### WHAT NEEDS TO BE DONE
A word-for-word copy of the records below is required.
_ _ _ _ _ _ _
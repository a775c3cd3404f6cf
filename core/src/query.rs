//! URL-encoded serialization of parameter maps.
//!
//! Query strings and form bodies share one encoding: scalars map to
//! `key=value`, nested objects and arrays expand with bracket notation
//! (`filter[status]=open`, `ids[0]=1`), booleans become `1`/`0` and nulls are
//! skipped. The flattened pairs are handed to `serde_urlencoded`.

use serde_json::{Map, Value};

use crate::error::ApiError;

/// Encode a parameter map as `application/x-www-form-urlencoded`.
pub fn encode(params: &Map<String, Value>) -> Result<String, ApiError> {
    let mut pairs = Vec::new();
    for (key, value) in params {
        flatten(key.clone(), value, &mut pairs);
    }
    serde_urlencoded::to_string(&pairs).map_err(|e| ApiError::Serialization(e.to_string()))
}

fn flatten(key: String, value: &Value, out: &mut Vec<(String, String)>) {
    match value {
        Value::Null => {}
        Value::Bool(flag) => out.push((key, if *flag { "1" } else { "0" }.to_string())),
        Value::Number(n) => out.push((key, n.to_string())),
        Value::String(s) => out.push((key, s.clone())),
        Value::Array(items) => {
            for (index, item) in items.iter().enumerate() {
                flatten(format!("{key}[{index}]"), item, out);
            }
        }
        Value::Object(fields) => {
            for (name, item) in fields {
                flatten(format!("{key}[{name}]"), item, out);
            }
        }
    }
}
_ _ _ _ _ _ _
### WRITTEN ANSWER
repository a775c3cd3404f6cf
filename core/src/query.rs
//! URL-encoded serialization of parameter maps.
//!
//! Query strings and form bodies share one encoding: scalars map to
//! `key=value`, nested objects and arrays expand with bracket notation
//! (`filter[status]=open`, `ids[0]=1`), booleans become `1`/`0` and nulls are
//! skipped. The flattened pairs are handed to `serde_urlencoded`.

use serde_json::{Map, Value};

use crate::error::ApiError;

/// Encode a parameter map as `application/x-www-form-urlencoded`.
pub fn encode(params: &Map<String, Value>) -> Result<String, ApiError> {
    let mut pairs = Vec::new();
    for (key, value) in params {
        flatten(key.clone(), value, &mut pairs);
    }
    serde_urlencoded::to_string(&pairs).map_err(|e| ApiError::Serialization(e.to_string()))
}

fn flatten(key: String, value: &Value, out: &mut Vec<(String, String)>) {
    match value {
        Value::Null => {}
        Value::Bool(flag) => out.push((key, if *flag { "1" } else { "0" }.to_string())),
        Value::Number(n) => out.push((key, n.to_string())),
        Value::String(s) => out.push((key, s.clone())),
        Value::Array(items) => {
            for (index, item) in items.iter().enumerate() {
                flatten(format!("{key}[{index}]"), item, out);
            }
        }
        Value::Object(fields) => {
            for (name, item) in fields {
                flatten(format!("{key}[{name}]"), item, out);
            }
        }
    }
}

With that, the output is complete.